Грехи матери передаются из поколения в поколение, и прогрессирующая утрата женственности в нашей культуре может быть одной из основных причин увеличения количества молодых женщин, отвергающих свое собственное тело и прячущихся за созданной ими самими эгидой [25] Афины. Не которые из них достаточно чутки, чтобы осознавать, что от них ожидают подражания карикатурной женственности, и они просто отказываются совершать этот ritedepassage [26]. Какими бы ни были причины, фемининное либидо заблокировано, женская богиня оскорблена и посылает Эго свой ультиматум через раздутое тело. Только благодаря установлению связи с этой бессознательной силой тело может быть окончательно исцелено, а женский дух освобожден.

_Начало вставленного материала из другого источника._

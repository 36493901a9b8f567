//! Uniform request execution and response classification for every backend
//! call.
//!
//! [`ApiClient::execute`] never fails: transport problems, HTTP errors, and
//! error payloads are all folded into a [`ResponseOutcome`] and logged once
//! at the point of failure. Mutating requests are never retried here, and
//! redirects are reported rather than followed.

mod batch;
mod error;
mod outcome;
mod request;

use std::time::Duration;

use reqwest::header::{ACCEPT, CONTENT_TYPE, HeaderMap, HeaderValue};
use reqwest::redirect::Policy;
use serde_json::Value;
use tracing::{debug, warn};

use crate::backend::Backend;
use crate::config::OpsConfig;

pub use batch::{BATCH_ERRORS_FIELD, BatchResult, partition};
pub use error::{ApiError, CallError};
pub use outcome::{ERROR_CODE_FIELD, ResponseOutcome, classify, decode_body};
pub use request::{Method, RequestSpec};

const APPLICATION_JSON: &str = "application/json";

/// Service-account pair sent as HTTP Basic credentials.
#[derive(Clone, Eq, PartialEq)]
pub struct ServiceAccount {
    user: String,
    password: String,
}

impl ServiceAccount {
    /// Creates a service-account pair.
    #[must_use]
    pub fn new(user: impl Into<String>, password: impl Into<String>) -> Self {
        Self {
            user: user.into(),
            password: password.into(),
        }
    }

    /// Account user name.
    #[must_use]
    pub fn user(&self) -> &str {
        &self.user
    }
}

impl std::fmt::Debug for ServiceAccount {
    fn fmt(&self, f: &mut std::fmt::Formatter<'_>) -> std::fmt::Result {
        f.debug_struct("ServiceAccount")
            .field("user", &self.user)
            .finish_non_exhaustive()
    }
}

/// Executes authenticated JSON requests against the backend gateway.
#[derive(Clone, Debug)]
pub struct ApiClient {
    http: reqwest::Client,
    base_url: String,
    account: ServiceAccount,
}

impl ApiClient {
    /// Builds a client for `base_url` with a bounded per-request timeout.
    ///
    /// # Errors
    ///
    /// Returns [`ApiError::Client`] when the HTTP client cannot be created.
    pub fn new(
        base_url: impl Into<String>,
        account: ServiceAccount,
        timeout: Duration,
    ) -> Result<Self, ApiError> {
        let mut headers = HeaderMap::new();
        headers.insert(ACCEPT, HeaderValue::from_static(APPLICATION_JSON));
        headers.insert(CONTENT_TYPE, HeaderValue::from_static(APPLICATION_JSON));
        let http = reqwest::Client::builder()
            .timeout(timeout)
            .redirect(Policy::none())
            .default_headers(headers)
            .build()
            .map_err(|err| ApiError::Client(err.to_string()))?;
        Ok(Self {
            http,
            base_url: base_url.into().trim_end_matches('/').to_owned(),
            account,
        })
    }

    /// Builds a client from loaded configuration.
    ///
    /// # Errors
    ///
    /// Returns [`ApiError::Client`] when the HTTP client cannot be created.
    pub fn from_config(config: &OpsConfig) -> Result<Self, ApiError> {
        Self::new(
            config.api_base_url.as_str(),
            ServiceAccount::new(
                config.service_user.as_str(),
                config.service_password.as_str(),
            ),
            config.request_timeout(),
        )
    }

    /// Full URL for a request.
    #[must_use]
    pub fn url_for(&self, request: &RequestSpec) -> String {
        format!("{}/{}", self.base_url, request.path())
    }

    /// Sends one request and classifies the reply.
    pub async fn execute(&self, request: &RequestSpec) -> ResponseOutcome {
        let url = self.url_for(request);
        let endpoint = request.path();
        debug!(method = %request.method(), endpoint = %endpoint, "sending backend request");

        let mut builder = self
            .http
            .request(request.method().into(), &url)
            .basic_auth(&self.account.user, Some(&self.account.password));
        for (name, value) in request.headers() {
            builder = builder.header(name.as_str(), value.as_str());
        }
        if let Some(body) = request.body() {
            builder = builder.json(body);
        }

        let response = match builder.send().await {
            Ok(response) => response,
            Err(err) => return transport_failure(&endpoint, &err),
        };
        let status = response.status().as_u16();
        let bytes = match response.bytes().await {
            Ok(bytes) => bytes,
            Err(err) => return transport_failure(&endpoint, &err),
        };

        classify(status, decode_body(&bytes), &endpoint)
    }

    /// Issues a `GET`.
    pub async fn get(&self, backend: Backend, endpoint: impl Into<String>) -> ResponseOutcome {
        self.execute(&RequestSpec::get(backend, endpoint)).await
    }

    /// Issues a `POST` with a JSON body.
    pub async fn post(
        &self,
        backend: Backend,
        endpoint: impl Into<String>,
        body: Value,
    ) -> ResponseOutcome {
        self.execute(&RequestSpec::new(backend, Method::Post, endpoint).with_body(body))
            .await
    }

    /// Issues a `PUT` with a JSON body.
    pub async fn put(
        &self,
        backend: Backend,
        endpoint: impl Into<String>,
        body: Value,
    ) -> ResponseOutcome {
        self.execute(&RequestSpec::new(backend, Method::Put, endpoint).with_body(body))
            .await
    }

    /// Issues a `DELETE`.
    pub async fn delete(&self, backend: Backend, endpoint: impl Into<String>) -> ResponseOutcome {
        self.execute(&RequestSpec::new(backend, Method::Delete, endpoint))
            .await
    }
}

fn transport_failure(endpoint: &str, err: &reqwest::Error) -> ResponseOutcome {
    warn!(endpoint, error = %err, "backend unreachable");
    ResponseOutcome::TransportFailure {
        message: err.to_string(),
    }
}
//! Transport seam between session acquisition and the SSH library.

use super::TransportError;
use crate::backend::OpsFuture;

/// Where the backend's remote shell listens.
#[derive(Clone, Debug, Eq, PartialEq)]
pub struct SshTarget {
    /// Host name or address.
    pub host: String,
    /// TCP port.
    pub port: u16,
}

impl SshTarget {
    /// Creates a target.
    #[must_use]
    pub fn new(host: impl Into<String>, port: u16) -> Self {
        Self {
            host: host.into(),
            port,
        }
    }
}

/// Output of a command executed over a session.
#[derive(Clone, Debug, Default, Eq, PartialEq)]
pub struct RemoteCommandOutput {
    /// Exit status reported by the server, if any.
    pub exit_code: Option<i32>,
    /// Captured standard output.
    pub stdout: String,
    /// Captured standard error.
    pub stderr: String,
}

impl RemoteCommandOutput {
    /// Returns `true` when the exit status equals zero.
    #[must_use]
    pub const fn is_success(&self) -> bool {
        matches!(self.exit_code, Some(0))
    }
}

/// Opens transports to a target.
pub trait Connector {
    /// Connection type produced by this connector.
    type Transport: Transport;

    /// Opens an unauthenticated connection.
    fn connect<'a>(&'a self, target: &'a SshTarget)
    -> OpsFuture<'a, Result<Self::Transport, TransportError>>;
}

/// An open connection to a remote shell.
pub trait Transport: Send {
    /// Attempts password authentication. `Ok(false)` means the server
    /// rejected the credential.
    fn authenticate_password<'a>(
        &'a mut self,
        username: &'a str,
        secret: &'a str,
    ) -> OpsFuture<'a, Result<bool, TransportError>>;

    /// Runs one command and collects its output.
    fn exec<'a>(&'a mut self, command: &'a str)
    -> OpsFuture<'a, Result<RemoteCommandOutput, TransportError>>;

    /// Closes the connection.
    fn disconnect(&mut self) -> OpsFuture<'_, Result<(), TransportError>>;
}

Комментарии на тему матери (таблица 1, ряды 1–4)
Мать всегда говорила: «Это не то, что ты думаешь». Я слишком остро реагировала на ее ригидный стиль воспитания.
Моя мать лишила моего отца чувства мужского достоинства. Она обострила его чувство несостоятельности. Она очень старалась показать нам, насколько она изнурена. «Вы не заботитесь о своей матери», – не раз говорила она.

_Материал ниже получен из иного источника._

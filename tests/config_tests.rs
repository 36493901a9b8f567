//! Unit tests for configuration loading and validation.

use std::time::Duration;

use rstest::*;
use siteops::config::{ConfigError, DEFAULT_SSH_HOST};
use siteops::test_support::EnvGuard;
use siteops::OpsConfig;
use tempfile::TempDir;

#[fixture]
fn valid_config() -> OpsConfig {
    OpsConfig {
        api_base_url: String::from("https://api.siteops.test"),
        service_user: String::from("svc"),
        service_password: String::from("pw"),
        request_timeout_secs: 30,
        ssh_host: String::from(DEFAULT_SSH_HOST),
        ssh_port: 2222,
        default_poll_delay_secs: 10,
        deployment_poll_delay_secs: 3,
        ssh_poll_delay_secs: 5,
        poll_max_attempts: None,
        poll_max_fetch_failures: None,
        ssh_max_attempts: None,
    }
}

#[rstest]
fn valid_config_passes_validation(valid_config: OpsConfig) {
    assert_eq!(valid_config.validate(), Ok(()));
}

/// Verifies that validation produces actionable errors mentioning both the
/// environment variable and configuration file for each required field.
#[rstest]
#[case::base_url(|cfg: &mut OpsConfig| cfg.api_base_url.clear(), "SITEOPS_API_BASE_URL", "api_base_url")]
#[case::user(|cfg: &mut OpsConfig| cfg.service_user.clear(), "SITEOPS_SERVICE_USER", "service_user")]
#[case::password(|cfg: &mut OpsConfig| cfg.service_password = String::from("  "), "SITEOPS_SERVICE_PASSWORD", "service_password")]
#[case::ssh_host(|cfg: &mut OpsConfig| cfg.ssh_host.clear(), "SITEOPS_SSH_HOST", "ssh_host")]
fn validation_errors_are_actionable(
    mut valid_config: OpsConfig,
    #[case] mutate: fn(&mut OpsConfig),
    #[case] env_var: &str,
    #[case] toml_key: &str,
) {
    mutate(&mut valid_config);

    let error = valid_config
        .validate()
        .expect_err("validation should fail");
    let ConfigError::MissingField(ref message) = error else {
        panic!("expected MissingField error, got {error:?}");
    };
    assert!(
        message.contains(env_var),
        "error should mention env var {env_var}: {message}"
    );
    assert!(
        message.contains("siteops.toml"),
        "error should mention config file: {message}"
    );
    assert!(
        message.contains(toml_key),
        "error should mention TOML key {toml_key}: {message}"
    );
}

#[rstest]
#[case::timeout(|cfg: &mut OpsConfig| cfg.request_timeout_secs = 0, "request_timeout_secs")]
#[case::port(|cfg: &mut OpsConfig| cfg.ssh_port = 0, "ssh_port")]
#[case::poll_attempts(|cfg: &mut OpsConfig| cfg.poll_max_attempts = Some(0), "poll_max_attempts")]
#[case::fetch_failures(|cfg: &mut OpsConfig| cfg.poll_max_fetch_failures = Some(0), "poll_max_fetch_failures")]
#[case::ssh_attempts(|cfg: &mut OpsConfig| cfg.ssh_max_attempts = Some(0), "ssh_max_attempts")]
fn zero_numeric_settings_are_invalid(
    mut valid_config: OpsConfig,
    #[case] mutate: fn(&mut OpsConfig),
    #[case] field: &str,
) {
    mutate(&mut valid_config);

    let error = valid_config
        .validate()
        .expect_err("validation should fail");
    assert!(
        matches!(error, ConfigError::Invalid(ref message) if message.contains(field)),
        "unexpected error: {error:?}"
    );
}

#[rstest]
fn positive_poll_ceilings_are_accepted(valid_config: OpsConfig) {
    let cfg = OpsConfig {
        poll_max_attempts: Some(1),
        poll_max_fetch_failures: Some(1),
        ssh_max_attempts: Some(1),
        ..valid_config
    };

    assert_eq!(cfg.validate(), Ok(()));
}

#[rstest]
fn poll_settings_follow_configuration(valid_config: OpsConfig) {
    let cfg = OpsConfig {
        poll_max_attempts: Some(20),
        ssh_max_attempts: Some(6),
        ..valid_config
    };

    assert_eq!(cfg.default_poll().delay(), Duration::from_secs(10));
    assert_eq!(cfg.default_poll().max_attempts(), Some(20));
    assert_eq!(cfg.deployment_poll().delay(), Duration::from_secs(3));
    assert_eq!(cfg.ssh_poll().delay(), Duration::from_secs(5));
    assert_eq!(cfg.ssh_poll().max_attempts(), Some(6));
    assert_eq!(cfg.request_timeout(), Duration::from_secs(30));
}

#[tokio::test(flavor = "current_thread")]
async fn environment_overrides_defaults() {
    let _guard = EnvGuard::set_vars(&[
        ("SITEOPS_API_BASE_URL", "https://env.siteops.test"),
        ("SITEOPS_SERVICE_USER", "env-user"),
        ("SITEOPS_SERVICE_PASSWORD", "env-pw"),
        ("SITEOPS_SSH_PORT", "2022"),
        ("SITEOPS_POLL_MAX_ATTEMPTS", "4"),
    ])
    .await;

    let cfg = OpsConfig::load_without_cli_args()
        .unwrap_or_else(|err| panic!("config should load: {err}"));

    assert_eq!(cfg.api_base_url, "https://env.siteops.test");
    assert_eq!(cfg.service_user, "env-user");
    assert_eq!(cfg.ssh_port, 2022);
    assert_eq!(cfg.poll_max_attempts, Some(4));
    assert_eq!(cfg.ssh_host, DEFAULT_SSH_HOST);
    assert_eq!(cfg.deployment_poll_delay_secs, 3);
    assert_eq!(cfg.validate(), Ok(()));
}

#[tokio::test(flavor = "current_thread")]
async fn configuration_file_is_read_from_explicit_path() {
    let tmp = TempDir::new().unwrap_or_else(|err| panic!("tempdir: {err}"));
    let path = tmp.path().join("siteops.toml");
    std::fs::write(
        &path,
        concat!(
            "api_base_url = \"https://file.siteops.test\"\n",
            "service_user = \"file-user\"\n",
            "service_password = \"file-pw\"\n",
            "ssh_poll_delay_secs = 1\n",
        ),
    )
    .unwrap_or_else(|err| panic!("write config: {err}"));
    let path_str = path
        .to_str()
        .unwrap_or_else(|| panic!("temp path should be utf8: {}", path.display()))
        .to_owned();
    let _guard = EnvGuard::set_vars(&[("SITEOPS_CONFIG_PATH", path_str.as_str())]).await;

    let cfg = OpsConfig::load_without_cli_args()
        .unwrap_or_else(|err| panic!("config should load: {err}"));

    assert_eq!(cfg.api_base_url, "https://file.siteops.test");
    assert_eq!(cfg.ssh_poll().delay(), Duration::from_secs(1));
    assert_eq!(cfg.request_timeout_secs, 30);
}

#[tokio::test(flavor = "current_thread")]
async fn absent_credentials_are_rejected() {
    let _guard = EnvGuard::remove_vars(&[
        "SITEOPS_CONFIG_PATH",
        "SITEOPS_API_BASE_URL",
        "SITEOPS_SERVICE_USER",
        "SITEOPS_SERVICE_PASSWORD",
    ])
    .await;

    let result = OpsConfig::load_without_cli_args().and_then(|cfg| cfg.validate());

    assert!(result.is_err(), "loading without credentials should fail");
}
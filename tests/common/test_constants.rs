//! Shared constants for integration tests.
//!
//! Integration tests are compiled as separate crates (one per top-level file in
//! `tests/`). Placing shared constants under `tests/common/` avoids creating an
//! additional integration test binary while still allowing reuse via:
//!
//! ```rust
//! #[path = "common/test_constants.rs"]
//! mod test_constants;
//! ```

/// Service-account user presented by test clients.
pub const SERVICE_USER: &str = "svc";

/// Service-account password presented by test clients.
pub const SERVICE_PASSWORD: &str = "pw";

/// `Authorization` header value for [`SERVICE_USER`] and [`SERVICE_PASSWORD`].
pub const BASIC_AUTH_HEADER: &str = "Basic c3ZjOnB3";
//! Build script for generating the `siteops` man page.
//!
//! The packaging pipeline expects the man page to be available from the
//! build output directory, so we generate it using clap-mangen here.

use std::env;
use std::fs::File;
use std::io::Write;
use std::path::PathBuf;

use clap::CommandFactory;
use clap_mangen::Man;

#[path = "src/cli/mod.rs"]
mod cli;

use cli::Cli;

fn main() -> Result<(), Box<dyn std::error::Error>> {
    let mut stdout = std::io::stdout();
    writeln!(stdout, "cargo:rerun-if-changed=build.rs")?;
    writeln!(stdout, "cargo:rerun-if-changed=src/cli/mod.rs")?;

    let out_dir =
        PathBuf::from(env::var_os("OUT_DIR").ok_or_else(|| {
            std::io::Error::new(std::io::ErrorKind::NotFound, "OUT_DIR was not set")
        })?);

    let mut buffer = Vec::new();
    Man::new(Cli::command()).render(&mut buffer)?;

    let mut file = File::create(out_dir.join("siteops.1"))?;
    file.write_all(&buffer)?;

    Ok(())
}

Я чувствовала, что была для нее вечной помехой. Впоследствии, тратя на нее деньги, я пыталась уменьшить чувство вины.
Она была религиозно добродетельна – непорочна – носила белые перчатки – была отрезана от жизни. Мои чувства к матери были очень смешанными. Она пережила мои академические успехи. Ее позиция выражалась фразой: «Любая девка может родить ребенка».
Когда родился мой брат, чувства матери ко мне превратились в ненависть. Я переняла отношение своей матери – ее ужасное чувство превосходства. Я ненавижу себя за это. Мой папа был маленьким провинциальным мальчиком.
Наш дом, как мне кажется, – это естественная сила, противостоящая естественным ритмам – жирных морских свинок, жирных котов, жирных птичек, жирных детей, жирной матери.
У меня нет никаких ассоциаций со словом «любовь». Ни людей, ни предметов, которые могли бы ассоциироваться с этим словом. Меня никогда не любили – никогда. Меня никогда не обнимали мои родители. Моя мать пыталась сделать аборт, когда была беременна мной. Это не получилось. И вот она я – большой воздушный шар.
Я бы хотела что-нибудь сделать, но я боюсь. Внутри я – маленькая девочка. В сорок два мне все еще нужно одобрение матери во всем, что я делаю.
Когда я была маленькой, моя мать никогда не обнимала меня. Она ненавидела пеленки и то, что меня рвало всем, что бы она мне ни давала, и это попадало на нее. С самого начала я чувствовала себя отвергнутой из-за своих телесных функций. Я сразу же поняла, что меня не любят из-за моих экскрементов. Теперь у меня постоянные запоры.
Мать никогда ничего мне не позволяла. Я даже на велосипеде не могла ездить. У меня нет понятия ни о чем творческом. Она всегда выставляла напоказ свою грудь. И делает это до сих пор. Ее отец хотел сына. Пытался сделать из нее мужчину. Она – воплощенное отрицание. Ни друзей, ни интересов. Я боюсь быть такой, как она, и я знаю, что я такая же.